WORK TASK: Print all of the data exactly.
---------- EXTRACTED ENTRIES
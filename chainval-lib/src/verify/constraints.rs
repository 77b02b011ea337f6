//! Name-constraints processing (RFC 5280 Section 4.2.1.10 and 6.1.4 (g)).
//!
//! Walks the chain from the root down, maintaining the permitted and
//! excluded subtree state, and checks the leaf certificate's subject name
//! and directoryName subject-alternative-names against it. Only
//! directoryName subtrees are interpreted; every other general-name type
//! is logged and ignored.

use super::engine::CheckOutcome;
use crate::model::{Certificate, DistinguishedName, GeneralName, GeneralNameKind};
use tracing::warn;

/// Parse the directoryName entries of a subtree list into DNs.
///
/// Non-directoryName entries and entries whose value does not parse into
/// at least one relative distinguished name are excluded from the match
/// set with a warning (parsing is fail-open; the constraint itself stays
/// fail-closed).
fn directory_subtrees(subtrees: &[GeneralName]) -> Vec<DistinguishedName> {
    let mut parsed = Vec::new();
    for subtree in subtrees {
        if subtree.kind != GeneralNameKind::DirectoryName {
            warn!(
                "name-constraint subtree of type {:?} is not supported, entry ignored",
                subtree.kind
            );
            continue;
        }
        let dn = DistinguishedName::parse(&subtree.value);
        if dn.is_empty() {
            warn!("unparsable directoryName subtree '{}', entry ignored", subtree.value);
            continue;
        }
        parsed.push(dn);
    }
    parsed
}

/// Intersect the running permitted set with a certificate's declared set.
///
/// Of an overlapping pair the more specific subtree survives; pairs with
/// no overlap contribute nothing, so disjoint sets intersect to an empty
/// set that permits no name at all.
fn intersect(
    previous: &[DistinguishedName],
    declared: &[DistinguishedName],
) -> Vec<DistinguishedName> {
    let mut result: Vec<DistinguishedName> = Vec::new();
    for declared_subtree in declared {
        for previous_subtree in previous {
            let survivor = if declared_subtree.is_within(previous_subtree) {
                Some(declared_subtree)
            } else if previous_subtree.is_within(declared_subtree) {
                Some(previous_subtree)
            } else {
                None
            };
            if let Some(survivor) = survivor {
                if !result.contains(survivor) {
                    result.push(survivor.clone());
                }
            }
        }
    }
    result
}

/// Union the running excluded set with a certificate's declared set.
///
/// Of an overlapping pair the broader subtree survives; both sides of a
/// non-overlapping pair are kept.
fn union(previous: &[DistinguishedName], declared: &[DistinguishedName]) -> Vec<DistinguishedName> {
    let mut result: Vec<DistinguishedName> = Vec::new();
    let keep = |subtree: &DistinguishedName, result: &mut Vec<DistinguishedName>| {
        if !result.contains(subtree) {
            result.push(subtree.clone());
        }
    };
    for declared_subtree in declared {
        for previous_subtree in previous {
            if declared_subtree.is_within(previous_subtree) {
                keep(previous_subtree, &mut result);
            } else if previous_subtree.is_within(declared_subtree) {
                keep(declared_subtree, &mut result);
            } else {
                keep(previous_subtree, &mut result);
                keep(declared_subtree, &mut result);
            }
        }
        if previous.is_empty() {
            keep(declared_subtree, &mut result);
        }
    }
    result
}

/// Whether a DN lies within at least one subtree of the set.
fn within_any(dn: &DistinguishedName, subtrees: &[DistinguishedName]) -> bool {
    subtrees.iter().any(|subtree| dn.is_within(subtree))
}

/// Directory names to check on the leaf: the subject DN plus every
/// directoryName subject-alternative-name.
fn leaf_names(certificate: &Certificate) -> Vec<DistinguishedName> {
    let mut names = vec![certificate.subject.clone()];
    for san in &certificate.subject_alternative_names {
        if san.kind == GeneralNameKind::DirectoryName {
            names.push(DistinguishedName::parse(&san.value));
        }
    }
    names
}

/// Run the whole-chain name-constraints check. The chain is leaf-first;
/// the state walk goes root to leaf and membership is verified at the
/// leaf only.
pub(crate) fn process(chain: &[Certificate]) -> CheckOutcome {
    let mut permitted: Option<Vec<DistinguishedName>> = None;
    let mut excluded: Option<Vec<DistinguishedName>> = None;

    for (index, certificate) in chain.iter().enumerate().rev() {
        if index == 0 {
            for name in leaf_names(certificate) {
                if let Some(permitted) = &permitted {
                    if !within_any(&name, permitted) {
                        return CheckOutcome::fail_with(format!(
                            "name '{}' is not within the permitted subtrees",
                            name
                        ));
                    }
                }
                if let Some(excluded) = &excluded {
                    if within_any(&name, excluded) {
                        return CheckOutcome::fail_with(format!(
                            "name '{}' is within an excluded subtree",
                            name
                        ));
                    }
                }
            }
        }

        // 6.1.4 (g): fold this certificate's declared subtrees into the state
        if !certificate.permitted_subtrees.is_empty() {
            let declared = directory_subtrees(&certificate.permitted_subtrees);
            if !declared.is_empty() {
                permitted = Some(match permitted.take() {
                    Some(previous) => intersect(&previous, &declared),
                    None => declared,
                });
            }
        }
        if !certificate.excluded_subtrees.is_empty() {
            let declared = directory_subtrees(&certificate.excluded_subtrees);
            if !declared.is_empty() {
                excluded = Some(match excluded.take() {
                    Some(previous) => union(&previous, &declared),
                    None => declared,
                });
            }
        }
    }

    CheckOutcome::pass()
}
--------------------
EXERCISE OUTPUT:
filename chainval-lib/src/verify/constraints.rs
repository 77b02b011ea337f6
//! Name-constraints processing (RFC 5280 Section 4.2.1.10 and 6.1.4 (g)).
//!
//! Walks the chain from the root down, maintaining the permitted and
//! excluded subtree state, and checks the leaf certificate's subject name
//! and directoryName subject-alternative-names against it. Only
//! directoryName subtrees are interpreted; every other general-name type
//! is logged and ignored.

use super::engine::CheckOutcome;
use crate::model::{Certificate, DistinguishedName, GeneralName, GeneralNameKind};
use tracing::warn;

/// Parse the directoryName entries of a subtree list into DNs.
///
/// Non-directoryName entries and entries whose value does not parse into
/// at least one relative distinguished name are excluded from the match
/// set with a warning (parsing is fail-open; the constraint itself stays
/// fail-closed).
fn directory_subtrees(subtrees: &[GeneralName]) -> Vec<DistinguishedName> {
    let mut parsed = Vec::new();
    for subtree in subtrees {
        if subtree.kind != GeneralNameKind::DirectoryName {
            warn!(
                "name-constraint subtree of type {:?} is not supported, entry ignored",
                subtree.kind
            );
            continue;
        }
        let dn = DistinguishedName::parse(&subtree.value);
        if dn.is_empty() {
            warn!("unparsable directoryName subtree '{}', entry ignored", subtree.value);
            continue;
        }
        parsed.push(dn);
    }
    parsed
}

/// Intersect the running permitted set with a certificate's declared set.
///
/// Of an overlapping pair the more specific subtree survives; pairs with
/// no overlap contribute nothing, so disjoint sets intersect to an empty
/// set that permits no name at all.
fn intersect(
    previous: &[DistinguishedName],
    declared: &[DistinguishedName],
) -> Vec<DistinguishedName> {
    let mut result: Vec<DistinguishedName> = Vec::new();
    for declared_subtree in declared {
        for previous_subtree in previous {
            let survivor = if declared_subtree.is_within(previous_subtree) {
                Some(declared_subtree)
            } else if previous_subtree.is_within(declared_subtree) {
                Some(previous_subtree)
            } else {
                None
            };
            if let Some(survivor) = survivor {
                if !result.contains(survivor) {
                    result.push(survivor.clone());
                }
            }
        }
    }
    result
}

/// Union the running excluded set with a certificate's declared set.
///
/// Of an overlapping pair the broader subtree survives; both sides of a
/// non-overlapping pair are kept.
fn union(previous: &[DistinguishedName], declared: &[DistinguishedName]) -> Vec<DistinguishedName> {
    let mut result: Vec<DistinguishedName> = Vec::new();
    let keep = |subtree: &DistinguishedName, result: &mut Vec<DistinguishedName>| {
        if !result.contains(subtree) {
            result.push(subtree.clone());
        }
    };
    for declared_subtree in declared {
        for previous_subtree in previous {
            if declared_subtree.is_within(previous_subtree) {
                keep(previous_subtree, &mut result);
            } else if previous_subtree.is_within(declared_subtree) {
                keep(declared_subtree, &mut result);
            } else {
                keep(previous_subtree, &mut result);
                keep(declared_subtree, &mut result);
            }
        }
        if previous.is_empty() {
            keep(declared_subtree, &mut result);
        }
    }
    result
}

/// Whether a DN lies within at least one subtree of the set.
fn within_any(dn: &DistinguishedName, subtrees: &[DistinguishedName]) -> bool {
    subtrees.iter().any(|subtree| dn.is_within(subtree))
}

/// Directory names to check on the leaf: the subject DN plus every
/// directoryName subject-alternative-name.
fn leaf_names(certificate: &Certificate) -> Vec<DistinguishedName> {
    let mut names = vec![certificate.subject.clone()];
    for san in &certificate.subject_alternative_names {
        if san.kind == GeneralNameKind::DirectoryName {
            names.push(DistinguishedName::parse(&san.value));
        }
    }
    names
}

/// Run the whole-chain name-constraints check. The chain is leaf-first;
/// the state walk goes root to leaf and membership is verified at the
/// leaf only.
pub(crate) fn process(chain: &[Certificate]) -> CheckOutcome {
    let mut permitted: Option<Vec<DistinguishedName>> = None;
    let mut excluded: Option<Vec<DistinguishedName>> = None;

    for (index, certificate) in chain.iter().enumerate().rev() {
        if index == 0 {
            for name in leaf_names(certificate) {
                if let Some(permitted) = &permitted {
                    if !within_any(&name, permitted) {
                        return CheckOutcome::fail_with(format!(
                            "name '{}' is not within the permitted subtrees",
                            name
                        ));
                    }
                }
                if let Some(excluded) = &excluded {
                    if within_any(&name, excluded) {
                        return CheckOutcome::fail_with(format!(
                            "name '{}' is within an excluded subtree",
                            name
                        ));
                    }
                }
            }
        }

        // 6.1.4 (g): fold this certificate's declared subtrees into the state
        if !certificate.permitted_subtrees.is_empty() {
            let declared = directory_subtrees(&certificate.permitted_subtrees);
            if !declared.is_empty() {
                permitted = Some(match permitted.take() {
                    Some(previous) => intersect(&previous, &declared),
                    None => declared,
                });
            }
        }
        if !certificate.excluded_subtrees.is_empty() {
            let declared = directory_subtrees(&certificate.excluded_subtrees);
            if !declared.is_empty() {
                excluded = Some(match excluded.take() {
                    Some(previous) => union(&previous, &declared),
                    None => declared,
                });
            }
        }
    }

    CheckOutcome::pass()
}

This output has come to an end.